> _Exercise instructions_
Select the lines of the records containing the word "usable" and list them.

> _Available data_

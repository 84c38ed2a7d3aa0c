// LAN host discovery.
//
// Discovering side: `discover()` broadcasts one `DiscoveryRequest` to the
// discovery port and collects `HostDescriptor` replies until the window
// closes. Replies are de-duplicated by (address, reliable port). No replies
// is an empty list, not an error.
//
// Host side: `DiscoveryListener` answers probes on the well-known discovery
// port. The unreliable server also answers probes sent straight to its own
// port; both go through `answer_probe`. A host that cannot bind the
// discovery port (another host on the same machine already has it) still
// runs and is reachable by address.

use std::collections::BTreeSet;
use std::io;
use std::net::{IpAddr, Ipv4Addr, Ipv6Addr, SocketAddr, UdpSocket};
use std::sync::Arc;
use std::sync::atomic::{AtomicBool, Ordering};
use std::sync::mpsc::Sender;
use std::thread::{self, JoinHandle};
use std::time::{Duration, Instant};

use lanparty_protocol::{Envelope, HostDescriptor, Message, decode, encode};
use tracing::{debug, info, warn};

use crate::config::NetConfig;
use crate::error::{NetError, is_timeout};
use crate::event::{NetEvent, Service};
use crate::registry::SessionRegistry;

/// Largest datagram either side expects to receive.
pub(crate) const DATAGRAM_BUFFER: usize = 64 * 1024;

/// What a running host says about itself. The player count is read from
/// the registry at reply time.
#[derive(Clone, Debug)]
pub struct HostAdvert {
    pub display_name: String,
    pub address: String,
    pub reliable_port: u16,
    pub unreliable_port: u16,
    registry: Arc<SessionRegistry>,
}

impl HostAdvert {
    pub fn new(
        config: &NetConfig,
        reliable_port: u16,
        unreliable_port: u16,
        registry: Arc<SessionRegistry>,
    ) -> Self {
        Self {
            display_name: config.display_name.clone(),
            address: config.advertise_address.clone(),
            reliable_port,
            unreliable_port,
            registry,
        }
    }

    /// A descriptor reflecting the current session. The host counts as a
    /// player.
    pub fn descriptor(&self) -> HostDescriptor {
        HostDescriptor {
            display_name: self.display_name.clone(),
            address: self.address.clone(),
            reliable_port: self.reliable_port,
            unreliable_port: self.unreliable_port,
            player_count: u32::try_from(self.registry.len() + 1).unwrap_or(u32::MAX),
        }
    }
}

/// Reply to a probe from `src` with the host's descriptor.
pub fn answer_probe(
    socket: &UdpSocket,
    src: SocketAddr,
    advert: &HostAdvert,
) -> Result<(), NetError> {
    let reply = encode(&Envelope::host_reply(advert.descriptor()))?;
    socket.send_to(&reply, src)?;
    debug!(%src, "answered discovery probe");
    Ok(())
}

/// Answers discovery probes on the well-known port until stopped.
pub struct DiscoveryListener {
    local_addr: SocketAddr,
    keep_running: Arc<AtomicBool>,
    thread: Option<JoinHandle<()>>,
}

impl DiscoveryListener {
    pub fn start(
        config: &NetConfig,
        advert: HostAdvert,
        events: Sender<NetEvent>,
    ) -> Result<Self, NetError> {
        let socket = UdpSocket::bind(SocketAddr::new(config.bind_address, config.discovery_port))?;
        socket.set_read_timeout(Some(config.poll_interval()))?;
        let local_addr = socket.local_addr()?;

        let keep_running = Arc::new(AtomicBool::new(true));
        let loop_running = keep_running.clone();
        let thread = thread::Builder::new()
            .name("discovery-listener".into())
            .spawn(move || listen_loop(socket, advert, loop_running, events))?;

        info!(%local_addr, "discovery listener started");
        Ok(Self {
            local_addr,
            keep_running,
            thread: Some(thread),
        })
    }

    pub fn local_addr(&self) -> SocketAddr {
        self.local_addr
    }

    pub fn stop(&mut self) {
        let Some(thread) = self.thread.take() else {
            return;
        };
        self.keep_running.store(false, Ordering::SeqCst);
        let _ = thread.join();
        debug!(local_addr = %self.local_addr, "discovery listener stopped");
    }
}

impl Drop for DiscoveryListener {
    fn drop(&mut self) {
        self.stop();
    }
}

fn listen_loop(
    socket: UdpSocket,
    advert: HostAdvert,
    keep_running: Arc<AtomicBool>,
    events: Sender<NetEvent>,
) {
    let mut buf = vec![0u8; DATAGRAM_BUFFER];
    while keep_running.load(Ordering::SeqCst) {
        let (len, src) = match socket.recv_from(&mut buf) {
            Ok(received) => received,
            Err(ref e) if is_timeout(e) || is_transient(e) => continue,
            Err(e) => {
                warn!(error = %e, "discovery listener failed");
                let _ = events.send(NetEvent::ConnectionError(e.into()));
                break;
            }
        };
        match decode(&buf[..len]) {
            Ok(Envelope {
                message: Message::DiscoveryRequest,
                ..
            }) => {
                if let Err(e) = answer_probe(&socket, src, &advert) {
                    warn!(%src, error = %e, "cannot answer discovery probe");
                    let _ = events.send(NetEvent::Warning(e));
                }
            }
            Ok(envelope) => {
                debug!(%src, tag = envelope.message.tag(), "ignoring datagram on discovery port");
            }
            Err(e) => {
                warn!(%src, error = %e, "dropping malformed datagram on discovery port");
                let _ = events.send(NetEvent::Warning(e.into()));
            }
        }
    }
    let _ = events.send(NetEvent::ServiceStopped(Service::DiscoveryListener));
}

/// Errors a UDP receive can report for an earlier send (ICMP unreachable)
/// that say nothing about the socket itself.
pub(crate) fn is_transient(err: &io::Error) -> bool {
    matches!(
        err.kind(),
        io::ErrorKind::ConnectionRefused
            | io::ErrorKind::ConnectionReset
            | io::ErrorKind::Interrupted
    )
}

/// Broadcast a probe and collect host replies for `config.discovery_window`.
pub fn discover(config: &NetConfig) -> Result<Vec<HostDescriptor>, NetError> {
    let local: IpAddr = match config.discovery_target {
        IpAddr::V4(_) => Ipv4Addr::UNSPECIFIED.into(),
        IpAddr::V6(_) => Ipv6Addr::UNSPECIFIED.into(),
    };
    let socket = UdpSocket::bind(SocketAddr::new(local, 0))?;
    socket.set_broadcast(true)?;

    let probe = encode(&Envelope::discovery_probe())?;
    let target = SocketAddr::new(config.discovery_target, config.discovery_port);
    socket.send_to(&probe, target)?;
    debug!(%target, window_ms = config.discovery_window_ms, "discovery probe sent");

    let deadline = Instant::now() + config.discovery_window();
    let mut seen = BTreeSet::new();
    let mut hosts = Vec::new();
    let mut buf = vec![0u8; DATAGRAM_BUFFER];

    loop {
        let remaining = deadline.saturating_duration_since(Instant::now());
        if remaining.is_zero() {
            break;
        }
        // A zero read timeout is rejected by the OS.
        socket.set_read_timeout(Some(remaining.max(Duration::from_millis(1))))?;
        let (len, src) = match socket.recv_from(&mut buf) {
            Ok(received) => received,
            Err(ref e) if is_timeout(e) || is_transient(e) => continue,
            Err(e) => return Err(e.into()),
        };
        match decode(&buf[..len]) {
            Ok(Envelope {
                message: Message::HostDescriptor(descriptor),
                ..
            }) => {
                let descriptor = with_reply_address(descriptor, src);
                if seen.insert((descriptor.address.clone(), descriptor.reliable_port)) {
                    info!(
                        name = %descriptor.display_name,
                        address = %descriptor.address,
                        port = descriptor.reliable_port,
                        players = descriptor.player_count,
                        "found host"
                    );
                    hosts.push(descriptor);
                }
            }
            Ok(envelope) => {
                debug!(%src, tag = envelope.message.tag(), "ignoring non-descriptor reply");
            }
            Err(e) => {
                debug!(%src, error = %e, "ignoring malformed discovery reply");
            }
        }
    }

    info!(hosts = hosts.len(), "discovery finished");
    Ok(hosts)
}

/// Fill in the host address from the reply's source when the host did not
/// advertise a usable one.
fn with_reply_address(mut descriptor: HostDescriptor, src: SocketAddr) -> HostDescriptor {
    let usable = descriptor
        .address
        .parse::<IpAddr>()
        .map(|ip| !ip.is_unspecified())
        .unwrap_or(!descriptor.address.trim().is_empty());
    if !usable {
        descriptor.address = src.ip().to_string();
    }
    descriptor
}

> _Output of the exercise_
/// advertise a usable one.
    let usable = descriptor
    if !usable {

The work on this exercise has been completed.